More than a dozen of the stones have been found in and near the town of Decin, which is crossed by the Elbe River. Due to scorching temperatures, the water in the river has dropped, revealing boulders that were once used to record low water levels. The rocks are etched with dates, and the earliest one currently visible is 1616.
But hunger stones did more than simply document drought: They also lamented difficult conditions and let people know that trouble was afoot. One of the rocks, for instance, “expressed that drought had brought a bad harvest, lack of food, high prices and hunger for poor people,” according to a 2013 study of drought in Czech lands. A German inscription on the same rock reads: “When you see me, weep.”
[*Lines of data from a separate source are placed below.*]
//! Wires between nodes and the rules for completing a connection gesture.

use crate::node::{Direction, Node, NodeId};
use slotmap::new_key_type;

new_key_type! {
    /// Arena handle of a [`Wire`].
    pub struct WireId;
}

#[derive(Debug, Clone, Copy, PartialEq, Eq, Hash)]
pub enum WireKind {
    /// Output drives input.
    Directional,
    /// Two same-direction nodes tied together; both resolve to a common value.
    ShortCircuit,
}

#[derive(Debug, Clone, PartialEq)]
pub struct Wire {
    start: NodeId,
    end: Option<NodeId>,
    kind: WireKind,
    delay: Option<u64>,
    bridge: bool,
}

impl Wire {
    /// A wire still being drawn from `start`.
    pub fn provisional(start: NodeId) -> Self {
        Wire {
            start,
            end: None,
            kind: WireKind::Directional,
            delay: None,
            bridge: false,
        }
    }

    pub fn start(&self) -> NodeId {
        self.start
    }

    pub fn end(&self) -> Option<NodeId> {
        self.end
    }

    pub fn kind(&self) -> WireKind {
        self.kind
    }

    pub fn is_provisional(&self) -> bool {
        self.end.is_none()
    }

    /// True for the short-circuit structure created when a gate's two
    /// inputs are wired to each other.
    pub fn is_bridge(&self) -> bool {
        self.bridge
    }

    /// Whether this wire occupies its end node.
    pub fn is_driving(&self) -> bool {
        self.kind == WireKind::Directional && self.end.is_some()
    }

    pub fn is_short_circuit(&self) -> bool {
        self.kind == WireKind::ShortCircuit && self.end.is_some()
    }

    /// Per-wire override of the circuit's default delay.
    pub fn delay(&self) -> Option<u64> {
        self.delay
    }

    pub fn set_delay(&mut self, delay: Option<u64>) {
        self.delay = delay;
    }

    pub fn touches(&self, node: NodeId) -> bool {
        self.start == node || self.end == Some(node)
    }

    /// The node on the other side of `node`, if this wire touches it.
    pub fn other(&self, node: NodeId) -> Option<NodeId> {
        if self.start == node {
            self.end
        } else if self.end == Some(node) {
            Some(self.start)
        } else {
            None
        }
    }

    pub(crate) fn finish(&mut self, start: NodeId, end: NodeId, kind: WireKind, bridge: bool) {
        self.start = start;
        self.end = Some(end);
        self.kind = kind;
        self.bridge = bridge;
    }

    pub(crate) fn finished(start: NodeId, end: NodeId, kind: WireKind, bridge: bool) -> Self {
        Wire {
            start,
            end: Some(end),
            kind,
            delay: None,
            bridge,
        }
    }
}

/// How a provisional wire from `start` to `end` is finalized.
#[derive(Debug, Clone, PartialEq, Eq)]
pub enum Completion {
    /// `driver` is the output, `driven` the input.
    Directional { driver: NodeId, driven: NodeId },
    ShortCircuit { start: NodeId, end: NodeId },
    /// `end` is the brother of `start`: discard the provisional wire and tie
    /// the two inputs with a short-circuit structure.
    Bridge { start: NodeId, end: NodeId },
    Reject(String),
}

/// Apply the completion tie-break rules in order: role swap for an
/// input→output gesture, brother bridge, same-direction short circuit, and
/// finally the single-driver check on the driven input.
pub fn classify_completion(
    start_id: NodeId,
    start: &Node,
    end_id: NodeId,
    end: &Node,
) -> Completion {
    if start_id == end_id {
        return Completion::Reject("a wire cannot start and end on the same node".to_string());
    }

    match (start.direction(), end.direction()) {
        (Direction::Output, Direction::Input) | (Direction::Input, Direction::Output) => {
            let (driver, driven, driven_node) = if start.is_output() {
                (start_id, end_id, end)
            } else {
                (end_id, start_id, start)
            };
            if !driven_node.is_free_capable() {
                return Completion::Reject(format!(
                    "input {} already has a driving wire",
                    driven_node.name()
                ));
            }
            Completion::Directional { driver, driven }
        }
        _ if start.brother() == Some(end_id) => Completion::Bridge {
            start: start_id,
            end: end_id,
        },
        _ => Completion::ShortCircuit {
            start: start_id,
            end: end_id,
        },
    }
}

#[derive(Debug, Clone, Copy, PartialEq, Eq)]
pub enum WireOutcome {
    Connected(WireId),
    ShortCircuit(WireId),
    /// The provisional wire was replaced by this bridge wire.
    Bridged(WireId),
}

impl WireOutcome {
    pub fn wire(&self) -> WireId {
        match self {
            WireOutcome::Connected(w) | WireOutcome::ShortCircuit(w) | WireOutcome::Bridged(w) => *w,
        }
    }
}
This particular hunger stone has become a well-known tourist attraction in the Czech Republic, according to NPR’s Camila Domonoske. It is among the oldest hydrological landmarks in Central Europe and, due to a dam that was built on a tributary of the Elbe in 1926, the rock can be seen approximately 126 days each year. But the low water levels in the Elbe today are nevertheless “exceptional,” Domonoske writes. Earlier this month, the Local reported that the river had reached its lowest levels in more than half a century.
The hunger stones are not the first sunken relics to resurface in the Elbe this summer. Earlier this month, receding waters exposed unexploded bombs that may have been dumped in the Elbe after WWII.
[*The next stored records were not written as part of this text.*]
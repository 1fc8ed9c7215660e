use crate::component::{Component, PinLayout, Properties, RecalcContext};
use crate::components::common::props;
use crate::error::SnapshotError;
use crate::value::LogicValue;
use serde_json::Value;
use std::any::Any;
use std::cmp::Ordering;

pub const MAX_COMPARATOR_BITS: usize = 32;

/// Unsigned magnitude comparator. Outputs `LT`, `EQ`, `GT` for `A` vs `B`.
#[derive(Debug, Clone)]
pub struct Comparator {
    width: usize,
}

impl Comparator {
    pub fn new(width: usize) -> Self {
        Comparator {
            width: width.clamp(1, MAX_COMPARATOR_BITS),
        }
    }

    pub fn from_properties(props: &Properties) -> Result<Self, SnapshotError> {
        Ok(Comparator {
            width: props::get_width(props, "bits", 4, 1, MAX_COMPARATOR_BITS)?,
        })
    }
}

impl Component for Comparator {
    fn kind(&self) -> &'static str {
        "comparator"
    }

    fn layout(&self) -> PinLayout {
        PinLayout::new()
            .input_bus("A", self.width)
            .input_bus("B", self.width)
            .output("LT")
            .output("EQ")
            .output("GT")
    }

    fn recalc_value(&mut self, inputs: &[LogicValue], _ctx: &mut RecalcContext<'_>) -> Vec<LogicValue> {
        let (a, b) = inputs.split_at(self.width);
        match (LogicValue::word_from_bits(a), LogicValue::word_from_bits(b)) {
            (Some(a), Some(b)) => {
                let ord = a.cmp(&b);
                [Ordering::Less, Ordering::Equal, Ordering::Greater]
                    .iter()
                    .map(|o| LogicValue::from_bool(ord == *o))
                    .collect()
            }
            _ => vec![LogicValue::Unknown; 3],
        }
    }

    fn properties(&self) -> Properties {
        let mut props = Properties::new();
        props.insert("bits".into(), Value::from(self.width as u64));
        props
    }

    fn as_any(&self) -> &dyn Any {
        self
    }

    fn as_any_mut(&mut self) -> &mut dyn Any {
        self
    }
}

#[cfg(test)]
mod tests {
    use super::*;
    use crate::components::common::test_support::{bits, recalc};
    use LogicValue::*;

    fn compare(a: u64, b: u64) -> Vec<LogicValue> {
        let mut inputs = bits(a, 3);
        inputs.extend(bits(b, 3));
        recalc(&mut Comparator::new(3), &inputs)
    }

    #[test]
    fn test_orderings() {
        assert_eq!(compare(2, 5), vec![True, False, False]);
        assert_eq!(compare(5, 5), vec![False, True, False]);
        assert_eq!(compare(7, 0), vec![False, False, True]);
    }

    #[test]
    fn test_unknown_bit() {
        let mut inputs = bits(1, 3);
        inputs.extend([Unknown, False, False]);
        assert_eq!(recalc(&mut Comparator::new(3), &inputs), vec![Unknown; 3]);
    }
}
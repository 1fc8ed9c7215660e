use crate::component::{Component, PinLayout, Properties, RecalcContext};
use crate::components::common::props;
use crate::error::SnapshotError;
use crate::value::LogicValue;
use serde_json::Value;
use std::any::Any;

/// User-operated source with a single output.
#[derive(Debug, Clone, Default)]
pub struct LogicInput {
    value: bool,
}

impl LogicInput {
    pub fn new(value: bool) -> Self {
        LogicInput { value }
    }

    pub fn from_properties(props: &Properties) -> Result<Self, SnapshotError> {
        Ok(LogicInput {
            value: props::get_bool(props, "value", false)?,
        })
    }

    pub fn value(&self) -> bool {
        self.value
    }

    pub fn set(&mut self, value: bool) {
        self.value = value;
    }
}

impl Component for LogicInput {
    fn kind(&self) -> &'static str {
        "input"
    }

    fn layout(&self) -> PinLayout {
        PinLayout::new().output("OUT")
    }

    fn recalc_value(&mut self, _inputs: &[LogicValue], _ctx: &mut RecalcContext<'_>) -> Vec<LogicValue> {
        vec![LogicValue::from_bool(self.value)]
    }

    fn properties(&self) -> Properties {
        let mut props = Properties::new();
        props.insert("value".into(), Value::from(self.value));
        props
    }

    fn toggle(&mut self) -> bool {
        self.value = !self.value;
        true
    }

    fn as_any(&self) -> &dyn Any {
        self
    }

    fn as_any_mut(&mut self) -> &mut dyn Any {
        self
    }
}
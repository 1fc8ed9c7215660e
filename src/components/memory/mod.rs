pub mod ram;
pub mod rom;

pub use ram::Ram;
pub use rom::Rom;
Scientists are particularly concerned about the current European heatwave because its increased intensity has been linked to climate change. But as the hunger stones suggest, the continent has seen its fair share of damaging droughts. A recent study, in fact, found that while 21st century droughts are “the most extreme droughts driven by precipitation deficits during the vegetation period,” they have not been as long or as severe as some of the historic droughts that have struck Europe over the past 250 years.
It is perhaps little wonder, then, that the Czech hunger stones bear ominous messages of impending troubles.